Samples were drawn from employees of small to mid-size manufacturers located in the mid-Atlantic region of the United States. The firms represent a broad spectrum of manufacturing, belonging to 18 different Standard Industrial Classification (SIC) groups, including: Food Products (9 firms), Lumber and Wood Products (10), Printing and Publishing (5), Mechanical and Computer Equipment (8), Measuring, Analyzing and Controlling Instruments (5), Furniture and Fixtures (5), Chemical Products (2), Rubber and Plastics (4), Electronic Equipment (6), Primary Metal Industries (5), Transportation Equipment (3), Fabricated Metal Products (9), Stone and Concrete Products (2), Paper Products (2), Textile Mill Products (1), Apparel (3), Petroleum Refining and Related Products (1), and Miscellaneous (18).

Participating firms were identified through cooperation with state Small Business Development Centers which, using membership lists and small business directories, provided company names and contacts. Almost 90% of these companies met the Small Business Association criteria for definition of a small business, having 500 or fewer employees, with the remaining companies classified as mid-size firms (having between 501 and 1,800 employees). Of firms that were identified as subsidiaries of larger parent companies, only those that operated as independent profit centers (strategic business units) within the larger organization were included. Three surveys were sent to 250 companies that initially agreed to participate in the study. Contacts were asked to give surveys to three individuals working in different positions within the company. To ensure confidentiality and encourage participants to be candid in their responses, each respondent enclosed and sealed their survey in an envelope before returning it to the contact person at their company.

As Sharfman (1998) suggests in his study regarding the use of CEOs as sole informants in strategy research, prudent researchers should not rely solely on CEOs, but rather that more informants provide a richer picture of strategy constructs than one informant. Thus, we collected data from a variety of firms using respondents in a variety of positions within those firms. Ninety-eight different companies returned complete and usable surveys from three different respondents in their firms for a response rate of 39.2%. Sample One was comprised of respondents with the following positions in the 98 firms: 9.2% were CEO or President, 18.4% were Human Resources representatives, 33.7% were in Productions or Operations, 6.1% were in Sales or Marketing, 26.5% were in Finance, Accounting, or Administration, and 6.1% were something other. Sample Two was comprised of respondents with the following positions in the firms: 9.2% were CEO or President, 15.3% were Human Resources representatives, 42.9% were in Productions or Operations, 8.2% were in Sales or Marketing, 16.3% were in Finance, Accounting, or Administration, and 8.2% were something other. Sample Three was comprised of respondents with the following positions in the firms: 11.2% were CEO or President, 13.3% were Human Resources representatives, 38.8% were in Productions or Operations, 10.2% were in Sales or Marketing, 19.4% were in Finance, Accounting, or Administration, and 7.1% were something other. Each of these samples is remarkably similar with respect to respondents' positions in the 98 firms and they provide a reasonable cross-section of employees.

Measures

The surveys completed by respondents contained a number of items designed to elicit information about their individual perception of their firm's knowledge strategy orientation and distinctive competencies. Distinctive competencies were selected as potential correlates so that an effort at external validation could be undertaken. Operationalizations of the variables are provided below.

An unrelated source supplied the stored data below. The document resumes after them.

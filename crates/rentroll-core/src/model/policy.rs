use serde::{Deserialize, Serialize};

use rentroll_core_types::Money;

use crate::errors::{LedgerError, Result};

/// How a subject (agent or caretaker) earns commission.
///
/// The same policy type is shared by both subject kinds; the source system's
/// asymmetry (agents percentage-only, caretakers percentage or flat) was an
/// accident of its record layout, not a business rule.
#[derive(Debug, Clone, PartialEq, Eq, Serialize, Deserialize)]
#[serde(tag = "type", rename_all = "SCREAMING_SNAKE_CASE")]
pub enum CommissionPolicy {
    /// Proportional to rent collected, in basis points (10% == 1000 bps).
    /// Zero basis points always yields zero commission.
    Percentage { basis_points: u32 },
    /// A fixed stipend per period, independent of rent collected
    FlatRate { amount: Money },
}

/// How to treat unrecognized commission types when decoding legacy records.
///
/// The source system silently paid zero commission for unknown types.
/// `Strict` (the default for new callers) fails loudly instead; `Lenient`
/// preserves the legacy behavior for byte-compatible replays.
#[derive(Debug, Clone, Copy, PartialEq, Eq, Default)]
pub enum LegacyPolicyMode {
    #[default]
    Strict,
    Lenient,
}

impl CommissionPolicy {
    /// A percentage policy from a whole-percent rate (10 means 10%)
    pub fn percentage(percent: u32) -> Self {
        CommissionPolicy::Percentage {
            basis_points: percent * 100,
        }
    }

    /// A flat stipend from a major-unit figure (50 means 5000 minor units)
    pub fn flat_rate_major(major: i64) -> Self {
        CommissionPolicy::FlatRate {
            amount: Money::from_major(major),
        }
    }

    /// Decode a legacy `(commissionType, commissionRate)` pair.
    ///
    /// Percentage rates are whole percents in `0..=100`; flat rates are
    /// major currency units. Negative rates are never representable.
    ///
    /// # Errors
    /// * `InvalidCommissionRate` - rate is negative, or a percentage above 100
    /// * `UnknownCommissionType` - kind is unrecognized and mode is `Strict`
    pub fn from_legacy(kind: &str, rate: i64, mode: LegacyPolicyMode) -> Result<Self> {
        if rate < 0 {
            return Err(LedgerError::InvalidCommissionRate { rate });
        }
        match kind {
            "PERCENTAGE" if rate > 100 => Err(LedgerError::InvalidCommissionRate { rate }),
            "PERCENTAGE" => Ok(CommissionPolicy::Percentage {
                basis_points: (rate as u32) * 100,
            }),
            "FLAT_RATE" => Ok(CommissionPolicy::flat_rate_major(rate)),
            other => match mode {
                LegacyPolicyMode::Strict => Err(LedgerError::UnknownCommissionType {
                    kind: other.to_string(),
                }),
                // Legacy fallthrough: unknown types earn nothing
                LegacyPolicyMode::Lenient => Ok(CommissionPolicy::Percentage { basis_points: 0 }),
            },
        }
    }

    /// Commission earned on a given amount of rent collected.
    ///
    /// `Percentage` takes its basis-point share (half-up); `FlatRate` returns
    /// the stipend regardless of rent, including when no rent was collected.
    pub fn commission_on(&self, rent_collected: Money) -> Money {
        match self {
            CommissionPolicy::Percentage { basis_points } if *basis_points > 0 => {
                rent_collected.share(*basis_points)
            }
            CommissionPolicy::Percentage { .. } => Money::ZERO,
            CommissionPolicy::FlatRate { amount } => *amount,
        }
    }

    /// Whether commission accrues per lease (proportional policies only)
    pub fn is_proportional(&self) -> bool {
        matches!(self, CommissionPolicy::Percentage { .. })
    }
}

Knowledge Strategy Orientation. Participants completed information on their perception of their employing firm's knowledge strategy orientation via two sub-scales assessing the Explorer Orientation and the Exploiter Orientation. A five-point Likert type scale anchored by 1 = strongly disagree and 5 = strongly agree formed response scales for both sets of items. The explorer scale items focus on the key elements frequently associated with this construct in the literature: newness, radicalness, and creativity of ideas, technologies and products (March, 1991; Levinthal and March, 1993; Bierly and Chakrabarti, 1996; Zack, 1999). The items are: (1) We frequently experiment with radical new ideas (or ways of doing things), (2) At our company, employees frequently come up with creative ideas that challenge conventional ideas, (3) Compared to our principal competitors, a high percentage of our company sales come from new products launched within the past three years, and (4) We are usually one of the first companies in our industry to use new, breakthrough technologies. Cronbach's alpha for scores on this sub-scale was .71 in Sample One, .74 in Sample Two, and .70 in Sample Three.

The exploiter scale items capture the key elements frequently associated with this construct in the literature: refinement and extension of current technologies and products, increasing efficiency, and improving procedures (Holmqvist, 2004; March, 1991; Levinthal and March, 1993; Bierly and Chakrabarti, 1996; Zack, 1999). The items are: (1) Our company excels at continually improving our existing products, (2) At our company, a strong emphasis is placed on improving efficiency, (3) Our company excels at refining existing technologies, and (4) We frequently adjust our procedures, rules and policies to make things work better. Cronbach's alpha for scores on this sub-scale was .72 in Sample One, .70 in Sample Two, and .75 in Sample Three. Together, the eight items measuring Exploration and Exploitation comprise our Knowledge Strategy Orientation Scale (KSOS).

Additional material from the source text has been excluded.